On the Limitations and Challenges to the Analysis of Microplastic Particles in Complex Environmental Matrices
This week (10-14 March 2025) the 2025 National Water Monitoring Conference (NWQMC) took place in Green Bay, Wisconsin. Microtrace Research Microscopist Otyllia Vercelletto presented a paper entitled, “On the limitations and challenges to the analysis of microplastic particles in complex environmental matrices” at the Aquatic Debris Session: Breaking Down the Facts: Measuring, Monitoring, and Mitigating for Microplastics. The paper was co-authored by Ms. Vercelletto, M.S., Christopher S. Palenik, Ph.D., and Peter Lenaker. The paper explores Microtrace’s research that has been under development for a period of several years, aimed toward the isolation, characterization, and identification of microplastics in both sediment and complex water matrices. This presentation will present the method, validation efforts, benefits, and limitations of this process.
Abstract
On the limitations and challenges to the analysis of microplastic particles in complex environmental matrices
Otyllia Vercelletto, M.S., Christopher S. Palenik, Ph.D., Peter Lenaker
While the presence of microplastics in the environment is unquestioned, the isolation, characterization, and identification of microplastics in both sediment and complex water matrices represents a challenging prospect. The isolation of microplastics from a sample is complicated by the wide particle size distribution of the sediment relative to the microplastic particle size and the presence of tenacious organic matter which shares a similar density range to that of common microplastic polymers. Directly counting and categorizing microplastic particles by purely visual methods, such as light microscopy, can be subjective. For instance, when conducted manually, the recognition of microplastics particles is biased towards larger, higher contrast, or colored particles. Additionally, polymer identification methods are often decoupled from particle counts, and the inherent process of identifying polymers in a time efficient and comprehensive manner faces numerous analytical challenges. For example, dark particles such as tire rubber don’t typically provide a useful FTIR reflectance spectrum, and oxidized polymer surfaces can produce fluorescence which overwhelms weak Raman scattering.

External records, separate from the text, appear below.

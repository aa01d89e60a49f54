//! Error taxonomy for the broker core.
//!
//! Every fallible operation in this crate returns [`BrokerError`]. Handlers
//! translate low-level errors (SDK failures, I/O, parse errors) into one of
//! these kinds at the boundary between the provider/repository layer and the
//! core (see spec §7). The bus itself never transforms errors.

use thiserror::Error;

/// The broker's error taxonomy (spec §7).
///
/// `kind`, not type name: the match arms below are what callers branch on,
/// not the specific provider or repository that produced the failure.
#[derive(Error, Debug)]
pub enum BrokerError {
    #[error("validation failed: {0}")]
    Validation(#[from] ValidationError),

    #[error("not found: {entity_type} {entity_id}")]
    NotFound {
        entity_type: &'static str,
        entity_id: String,
    },

    #[error("conflict: {0}")]
    Conflict(String),

    #[error("provider transient error ({provider}): {message}")]
    ProviderTransient {
        provider: String,
        message: String,
        #[source]
        source: Option<Box<dyn std::error::Error + Send + Sync>>,
    },

    #[error("provider permanent error ({provider}): {message}")]
    ProviderPermanent {
        provider: String,
        message: String,
        #[source]
        source: Option<Box<dyn std::error::Error + Send + Sync>>,
    },

    #[error("circuit breaker open for {service}")]
    CircuitBreakerOpen { service: String },

    #[error("operation timed out after {0:?}")]
    Timeout(std::time::Duration),

    #[error("operation cancelled")]
    Cancelled,

    #[error("no provider strategy available for operation {operation}")]
    NoProviderAvailable { operation: String },

    #[error("handler not registered for {0}")]
    HandlerNotFound(&'static str),

    #[error("internal error: {0}")]
    Internal(String),

    #[error("I/O error: {0}")]
    Io(#[from] std::io::Error),

    #[error("JSON error: {0}")]
    Json(#[from] serde_json::Error),

    #[error("YAML error: {0}")]
    Yaml(#[from] serde_yaml::Error),
}

/// Field-level validation failures, aggregated onto [`BrokerError::Validation`].
#[derive(Error, Debug, Clone)]
pub enum ValidationError {
    #[error("missing required field: {0}")]
    MissingField(String),

    #[error("invalid value for {field}: {reason}")]
    InvalidValue { field: String, reason: String },

    #[error("{field} must be >= {min}, got {actual}")]
    BelowMinimum {
        field: String,
        min: i64,
        actual: i64,
    },

    #[error("{field} must be <= {max}, got {actual}")]
    AboveMaximum {
        field: String,
        max: i64,
        actual: i64,
    },

    #[error("{0}")]
    Message(String),
}

pub type Result<T> = std::result::Result<T, BrokerError>;

/// Governs whether [`crate::resilience::retry`] retries an error.
///
/// Only `ProviderTransient` and `Timeout` are retryable by default; everything
/// else fails the operation immediately (spec §4.7, §7).
pub trait IsRetryable {
    fn is_retryable(&self) -> bool;
}

impl IsRetryable for BrokerError {
    fn is_retryable(&self) -> bool {
        matches!(
            self,
            BrokerError::ProviderTransient { .. } | BrokerError::Timeout(_)
        )
    }
}

impl BrokerError {
    pub fn not_found(entity_type: &'static str, entity_id: impl Into<String>) -> Self {
        BrokerError::NotFound {
            entity_type,
            entity_id: entity_id.into(),
        }
    }

    pub fn provider_transient(provider: impl Into<String>, message: impl Into<String>) -> Self {
        BrokerError::ProviderTransient {
            provider: provider.into(),
            message: message.into(),
            source: None,
        }
    }

    pub fn provider_permanent(provider: impl Into<String>, message: impl Into<String>) -> Self {
        BrokerError::ProviderPermanent {
            provider: provider.into(),
            message: message.into(),
            source: None,
        }
    }
}
//! Typed command/query bus and DI-style handler registry (spec §4.1).
//!
//! Registration is by static type: exactly one handler per `Command` or
//! `Query` type. Handlers are resolved lazily from the registry, so
//! registration order doesn't matter as long as every handler is registered
//! before the first dispatch.

pub mod single_flight;

use async_trait::async_trait;
use std::any::{Any, TypeId};
use std::collections::HashMap;
use std::sync::Arc;

use crate::error::{BrokerError, Result};

/// Marker for a write-side operation. `Output` is whatever the one
/// registered handler returns.
pub trait Command: Send + 'static {
    type Output: Send + 'static;
}

/// Marker for a read-side operation.
pub trait Query: Send + 'static {
    type Output: Send + 'static;
}

#[async_trait]
pub trait CommandHandler<C: Command>: Send + Sync {
    async fn handle(&self, command: C) -> Result<C::Output>;
}

#[async_trait]
pub trait QueryHandler<Q: Query>: Send + Sync {
    async fn handle(&self, query: Q) -> Result<Q::Output>;
}

/// The dispatcher. `dispatch`/`query` are synchronous from the caller's
/// point of view even though the handler may suspend on I/O (spec §4.1).
#[derive(Default)]
pub struct Bus {
    handlers: HashMap<TypeId, Box<dyn Any + Send + Sync>>,
}

impl Bus {
    pub fn new() -> Self {
        Self {
            handlers: HashMap::new(),
        }
    }

    pub fn register_command<C>(&mut self, handler: impl CommandHandler<C> + 'static)
    where
        C: Command,
    {
        let boxed: Arc<dyn CommandHandler<C>> = Arc::new(handler);
        self.handlers.insert(TypeId::of::<C>(), Box::new(boxed));
    }

    pub fn register_query<Q>(&mut self, handler: impl QueryHandler<Q> + 'static)
    where
        Q: Query,
    {
        let boxed: Arc<dyn QueryHandler<Q>> = Arc::new(handler);
        self.handlers.insert(TypeId::of::<Q>(), Box::new(boxed));
    }

    pub async fn dispatch<C>(&self, command: C) -> Result<C::Output>
    where
        C: Command,
    {
        let handler = self
            .handlers
            .get(&TypeId::of::<C>())
            .and_then(|boxed| boxed.downcast_ref::<Arc<dyn CommandHandler<C>>>())
            .ok_or_else(|| BrokerError::HandlerNotFound(std::any::type_name::<C>()))?;
        handler.handle(command).await
    }

    pub async fn query<Q>(&self, query: Q) -> Result<Q::Output>
    where
        Q: Query,
    {
        let handler = self
            .handlers
            .get(&TypeId::of::<Q>())
            .and_then(|boxed| boxed.downcast_ref::<Arc<dyn QueryHandler<Q>>>())
            .ok_or_else(|| BrokerError::HandlerNotFound(std::any::type_name::<Q>()))?;
        handler.handle(query).await
    }
}

#[cfg(test)]
mod tests {
    use super::*;

    struct Ping(String);
    impl Command for Ping {
        type Output = String;
    }

    struct PingHandler;
    #[async_trait]
    impl CommandHandler<Ping> for PingHandler {
        async fn handle(&self, command: Ping) -> Result<String> {
            Ok(format!("pong:{}", command.0))
        }
    }

    struct CountMachines;
    impl Query for CountMachines {
        type Output = u32;
    }

    struct CountMachinesHandler;
    #[async_trait]
    impl QueryHandler<CountMachines> for CountMachinesHandler {
        async fn handle(&self, _query: CountMachines) -> Result<u32> {
            Ok(3)
        }
    }

    #[tokio::test]
    async fn dispatches_to_the_registered_handler() {
        let mut bus = Bus::new();
        bus.register_command::<Ping>(PingHandler);

        let result = bus.dispatch(Ping("hi".to_string())).await.unwrap();
        assert_eq!(result, "pong:hi");
    }

    #[tokio::test]
    async fn query_dispatches_to_the_registered_handler() {
        let mut bus = Bus::new();
        bus.register_query::<CountMachines>(CountMachinesHandler);

        let result = bus.query(CountMachines).await.unwrap();
        assert_eq!(result, 3);
    }

    #[tokio::test]
    async fn missing_handler_fails_with_handler_not_found() {
        let bus = Bus::new();
        let result = bus.dispatch(Ping("hi".to_string())).await;
        assert!(matches!(result, Err(BrokerError::HandlerNotFound(_))));
    }
}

The literature presents numerous “complete” methods that typically ignore key details and challenges throughout the process. Alternatively, other methods only treat specific challenges and account for only a discrete portion of the overall process. Lacking from our searches of the literature is a holistic method that attempts to balance the challenges of being (a) complete, (b) objective, (c) reproducible, (d) quantitative, and (e) time-conscious.
There is no perfect approach; however, a comprehensive understanding of such limitations can help to determine a workflow appropriate to a particular set of goals. Here we discuss those challenges and a method that has been under development for a period of several years, aimed toward identifying and acknowledging these limitations, minimizing the impact of the above challenges, and maximizing speed, reproducibility, and objectivity. This approach is discussed in three stages: particle isolation, analysis, and data interpretation and has been applied to a set of validation samples as well as a set of environmental samples. This presentation will present the method, validation efforts, benefits, and limitations of this process.